Riches like a bowl encircling mead, 
The happy man will not wish for:
It is a precious thing to know patience.

Riches like a bowl round the cheering beverage, 
The gliding stream, the refreshing shower, 
And the deep ford: the mind is stirred to treachery.

To foment treachery is an iniquitous deed;
There will be pain where there will be purifying;
It is to sell a little for much.

Let the wicked be fomenting treachery; 
When God will judge, at the long day, 
Dark will be falsehood, truth clear.

There is danger in repelling the graduated visitor;
Men are joyous over the beverage:
Frail is the reed, of riches an emblem.

Hear the wave of sullen din, and loud, 
Amidst the pebbles and gravel:
Distracted is my mind from delirium this night.
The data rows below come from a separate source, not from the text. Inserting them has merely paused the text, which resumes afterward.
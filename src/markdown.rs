//! Base markdown rendering seam.
//!
//! The pipeline only depends on a synchronous, deterministic
//! `string -> string` markdown engine. [`CmarkRenderer`] is the default,
//! backed by `pulldown-cmark` with tables, strikethrough and task lists
//! enabled.

/// A CommonMark-compatible markdown-to-HTML engine.
pub trait MarkdownRender {
    /// Render markdown to an HTML fragment. Pure and synchronous.
    fn render(&self, markdown: &str) -> String;
}

/// Default renderer backed by `pulldown-cmark`.
#[derive(Debug, Clone, Copy, Default)]
pub struct CmarkRenderer;

impl MarkdownRender for CmarkRenderer {
    fn render(&self, markdown: &str) -> String {
        let mut options = pulldown_cmark::Options::empty();
        options.insert(pulldown_cmark::Options::ENABLE_TABLES);
        options.insert(pulldown_cmark::Options::ENABLE_STRIKETHROUGH);
        options.insert(pulldown_cmark::Options::ENABLE_TASKLISTS);
        let parser = pulldown_cmark::Parser::new_ext(markdown, options);
        let mut html = String::new();
        pulldown_cmark::html::push_html(&mut html, parser);
        html
    }
}

#[cfg(test)]
mod tests {
    use super::*;

    #[test]
    fn renders_headings_and_lists() {
        let html = CmarkRenderer.render("# Hi\n\n- item\n");
        assert!(html.contains("<h1>Hi</h1>"));
        assert!(html.contains("<li>item</li>"));
    }

    #[test]
    fn tables_are_enabled() {
        let html = CmarkRenderer.render("| a | b |\n| --- | --- |\n| 1 | 2 |\n");
        assert!(html.contains("<table>"));
    }

    #[test]
    fn task_lists_are_enabled() {
        let html = CmarkRenderer.render("- [x] done\n- [ ] open\n");
        assert!(html.contains("type=\"checkbox\""));
    }

    #[test]
    fn raw_html_blocks_pass_through() {
        let html = CmarkRenderer.render("<div class=\"md-img-block\"><img src=\"x\" /></div>\n");
        assert!(html.contains("md-img-block"));
    }
}
//! Image-wikilink rewriting.
//!
//! Converts every `![[path|suffix]]` token into a block-level `<img>`
//! wrapped in `<div class="md-img-block">`. Wrapping in a block container is
//! what lets the dialect preprocessor guarantee spacing between an image and
//! a following list. Tokens that do not fit the syntax pass through
//! unchanged.

use crate::properties::escape_html;
use crate::types::ImageReference;

/// Rewrite all image wikilinks in `body`.
///
/// `base_path` is the document's directory (for relative paths) and `local`
/// says whether the document came from the filesystem, in which case
/// resolved paths become `file://` URLs.
pub fn rewrite_images(body: &str, base_path: &str, local: bool) -> String {
    let mut out = String::with_capacity(body.len());
    let mut rest = body;

    while let Some(start) = rest.find("![[") {
        let after = &rest[start + 3..];
        // The inner text may not contain `]`; the token must close with `]]`.
        let token = after.find(']').and_then(|close| {
            if close > 0 && after[close + 1..].starts_with(']') {
                Some(&after[..close])
            } else {
                None
            }
        });

        match token {
            Some(inner) => {
                out.push_str(&rest[..start]);
                let image = resolve_image(inner, base_path, local);
                out.push_str(&render_image(&image));
                rest = &rest[start + 3 + inner.len() + 2..];
            }
            None => {
                // Not a well-formed token; emit up to and including `![[`
                // and keep scanning.
                out.push_str(&rest[..start + 3]);
                rest = &rest[start + 3..];
            }
        }
    }

    out.push_str(rest);
    out
}

/// Resolve the inner text of one wikilink into an [`ImageReference`].
pub fn resolve_image(inner: &str, base_path: &str, local: bool) -> ImageReference {
    let (raw_path, suffix) = match inner.split_once('|') {
        Some((p, s)) => (p.trim(), Some(s.trim())),
        None => (inner.trim(), None),
    };

    let mut resolved = if is_absolute(raw_path) {
        raw_path.to_string()
    } else {
        format!("{base_path}/{raw_path}")
    };

    if local {
        let mut abs = resolved.replace('\\', "/");
        if !abs.starts_with('/') {
            abs.insert(0, '/');
        }
        resolved = format!("file://{}", abs.replace(' ', "%20"));
    }

    let mut alt = raw_path.rsplit('/').next().unwrap_or(raw_path).to_string();
    let mut width = None;
    let mut height = None;

    if let Some(suffix) = suffix.filter(|s| !s.is_empty()) {
        match parse_dimensions(suffix) {
            Some((w, h)) => {
                width = Some(w);
                height = Some(h);
            }
            None => alt = suffix.to_string(),
        }
    }

    ImageReference {
        raw_path: raw_path.to_string(),
        size_or_alias: suffix.filter(|s| !s.is_empty()).map(str::to_string),
        resolved_src: resolved,
        alt_text: alt,
        width,
        height,
    }
}

fn render_image(image: &ImageReference) -> String {
    let mut size = String::new();
    if let (Some(w), Some(h)) = (image.width, image.height) {
        size = format!(" width=\"{w}\" height=\"{h}\"");
    }
    format!(
        "<div class=\"md-img-block\"><img src=\"{}\" alt=\"{}\"{size} /></div>",
        escape_html(&image.resolved_src),
        escape_html(&image.alt_text),
    )
}

/// Absolute means a leading `/`, optionally preceded by an ASCII-alphabetic
/// scheme and `:` (`https://…`, `file:/…`, `C:/…`).
fn is_absolute(path: &str) -> bool {
    if path.starts_with('/') {
        return true;
    }
    let Some(colon) = path.find(':') else {
        return false;
    };
    let scheme = &path[..colon];
    !scheme.is_empty()
        && scheme.chars().all(|c| c.is_ascii_alphabetic())
        && path[colon + 1..].starts_with('/')
}

/// Match a `WxH` suffix: decimal digits on both sides of a single `x`.
fn parse_dimensions(suffix: &str) -> Option<(u32, u32)> {
    let (w, h) = suffix.split_once('x')?;
    if w.is_empty() || h.is_empty() {
        return None;
    }
    if !w.bytes().all(|b| b.is_ascii_digit()) || !h.bytes().all(|b| b.is_ascii_digit()) {
        return None;
    }
    Some((w.parse().ok()?, h.parse().ok()?))
}

#[cfg(test)]
mod tests {
    use super::*;
    use pretty_assertions::assert_eq;

    #[test]
    fn relative_path_gets_base_prefix() {
        let out = rewrite_images("![[x.png]]", "/vault", false);
        assert_eq!(
            out,
            "<div class=\"md-img-block\"><img src=\"/vault/x.png\" alt=\"x.png\" /></div>"
        );
    }

    #[test]
    fn absolute_url_is_untouched() {
        let img = resolve_image("https://cdn.example.com/x.png", "/vault", false);
        assert_eq!(img.resolved_src, "https://cdn.example.com/x.png");
        assert_eq!(img.alt_text, "x.png");
    }

    #[test]
    fn dimensions_suffix_sets_width_height_keeps_alt() {
        let img = resolve_image("x.png|300x200", "/vault", false);
        assert_eq!(img.width, Some(300));
        assert_eq!(img.height, Some(200));
        assert_eq!(img.alt_text, "x.png");

        let out = rewrite_images("![[x.png|300x200]]", "/vault", false);
        assert!(out.contains("width=\"300\" height=\"200\""));
        assert!(out.contains("alt=\"x.png\""));
    }

    #[test]
    fn non_dimension_suffix_overrides_alt() {
        let img = resolve_image("shots/x.png|A nice view", "/vault", false);
        assert_eq!(img.alt_text, "A nice view");
        assert!(img.width.is_none());
    }

    #[test]
    fn malformed_dimensions_are_alt_text() {
        let img = resolve_image("x.png|300x", "/vault", false);
        assert_eq!(img.alt_text, "300x");
        let img = resolve_image("x.png|axb", "/vault", false);
        assert_eq!(img.alt_text, "axb");
    }

    #[test]
    fn local_file_url_conversion() {
        let img = resolve_image("pics\\my shot.png", "/vault/sub", true);
        assert_eq!(img.resolved_src, "file:///vault/sub/pics/my%20shot.png");
    }

    #[test]
    fn local_conversion_adds_leading_slash() {
        let img = resolve_image("x.png", "", true);
        assert_eq!(img.resolved_src, "file:///x.png");
    }

    #[test]
    fn default_alt_is_last_segment() {
        let img = resolve_image("a/b/c.gif", "/v", false);
        assert_eq!(img.alt_text, "c.gif");
    }

    #[test]
    fn unterminated_token_passes_through() {
        assert_eq!(rewrite_images("look ![[x.png", "/v", false), "look ![[x.png");
        assert_eq!(rewrite_images("![[", "/v", false), "![[");
    }

    #[test]
    fn multiple_tokens_in_one_body() {
        let out = rewrite_images("a ![[x.png]] b ![[y.png]] c", "/v", false);
        assert_eq!(out.matches("md-img-block").count(), 2);
        assert!(out.contains("/v/x.png"));
        assert!(out.contains("/v/y.png"));
    }

    #[test]
    fn drive_letter_path_is_absolute() {
        let img = resolve_image("C:/shots/x.png", "/v", false);
        assert_eq!(img.resolved_src, "C:/shots/x.png");
    }
}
Branching is the top of the oak; bitter the taste of the ash:
Sweet the cow-parsnip; the wave is laughing:
The cheek will not conceal the affliction of the heart.

The heaving sigh tells upon me,
After my experience
God will not bestow on the wicked what is good.

To the wicked what is good will not be given; 
But sorrow and anxiety:
God will not undo what he is doing,

The son of sickness has been a brisk youth, he had
An active share in the court of the king;
May God be propitious to the diviner!

As to what is being done, it will come to pass, 
Let him that reads it consider:
What is detested by man here, is detested by God above.